| ASSIGNMENT |
When you reach the line containing "impl BlockStore for", begin copying exactly, and keep going through the last line of the records below, copying nothing before it.

━━━━━━━━━━━━━━━━

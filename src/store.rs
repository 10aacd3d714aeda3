//! Byte-addressable block stores the filesystem lives on.

pub mod file;

pub use file::VolumeFile;

/// Trait that abstracts out the medium a volume lives on: a fixed
/// number of bytes, read and written at arbitrary offsets.
///
/// Accesses are synchronous and succeed within bounds. Going out of
/// bounds is a bug in the caller, implementations panic on it.
pub trait BlockStore {
    /// Total bytes available.
    fn capacity(&self) -> usize;
    /// Fills `buf` with the bytes starting at `offset`.
    fn read_at(&self, offset: usize, buf: &mut [u8]);
    /// Stores `data` starting at `offset`.
    fn write_at(&mut self, offset: usize, data: &[u8]);

    fn read(&self, offset: usize, len: usize) -> Vec<u8> {
        let mut buf = vec![0; len];
        self.read_at(offset, &mut buf);
        buf
    }
}

/// A store kept entirely in memory, zero filled when created.
#[derive(Debug, Clone)]
pub struct MemoryStore {
    data: Vec<u8>,
}

impl MemoryStore {
    pub fn new(capacity: usize) -> Self {
        Self {
            data: vec![0; capacity],
        }
    }
}

fn check_range(offset: usize, len: usize, capacity: usize) {
    assert!(
        offset.checked_add(len).is_some_and(|end| end <= capacity),
        "access of {len} bytes at {offset} is out of range"
    );
}

impl BlockStore for MemoryStore {
    fn capacity(&self) -> usize {
        self.data.len()
    }

    fn read_at(&self, offset: usize, buf: &mut [u8]) {
        check_range(offset, buf.len(), self.data.len());
        buf.copy_from_slice(&self.data[offset..offset + buf.len()]);
    }

    fn write_at(&mut self, offset: usize, data: &[u8]) {
        check_range(offset, data.len(), self.data.len());
        self.data[offset..offset + data.len()].copy_from_slice(data);
    }
}

#[test]
fn test_memory_store() {
    let mut store = MemoryStore::new(64);
    store.write_at(60, b"abcd");
    assert_eq!(store.read(59, 5), b"\0abcd");
    assert_eq!(store.capacity(), 64);
}

#[test]
#[should_panic(expected = "out of range")]
fn test_memory_store_bounds() {
    let store = MemoryStore::new(64);
    store.read(61, 4);
}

━━━━━━━━━━━━━━━━

| SOLUTION FOR THIS EXERCISE |
impl BlockStore for MemoryStore {
    fn capacity(&self) -> usize {
        self.data.len()
    }

    fn read_at(&self, offset: usize, buf: &mut [u8]) {
        check_range(offset, buf.len(), self.data.len());
        buf.copy_from_slice(&self.data[offset..offset + buf.len()]);
    }

    fn write_at(&mut self, offset: usize, data: &[u8]) {
        check_range(offset, data.len(), self.data.len());
        self.data[offset..offset + data.len()].copy_from_slice(data);
    }
}

#[test]
fn test_memory_store() {
    let mut store = MemoryStore::new(64);
    store.write_at(60, b"abcd");
    assert_eq!(store.read(59, 5), b"\0abcd");
    assert_eq!(store.capacity(), 64);
}

#[test]
#[should_panic(expected = "out of range")]
fn test_memory_store_bounds() {
    let store = MemoryStore::new(64);
    store.read(61, 4);
}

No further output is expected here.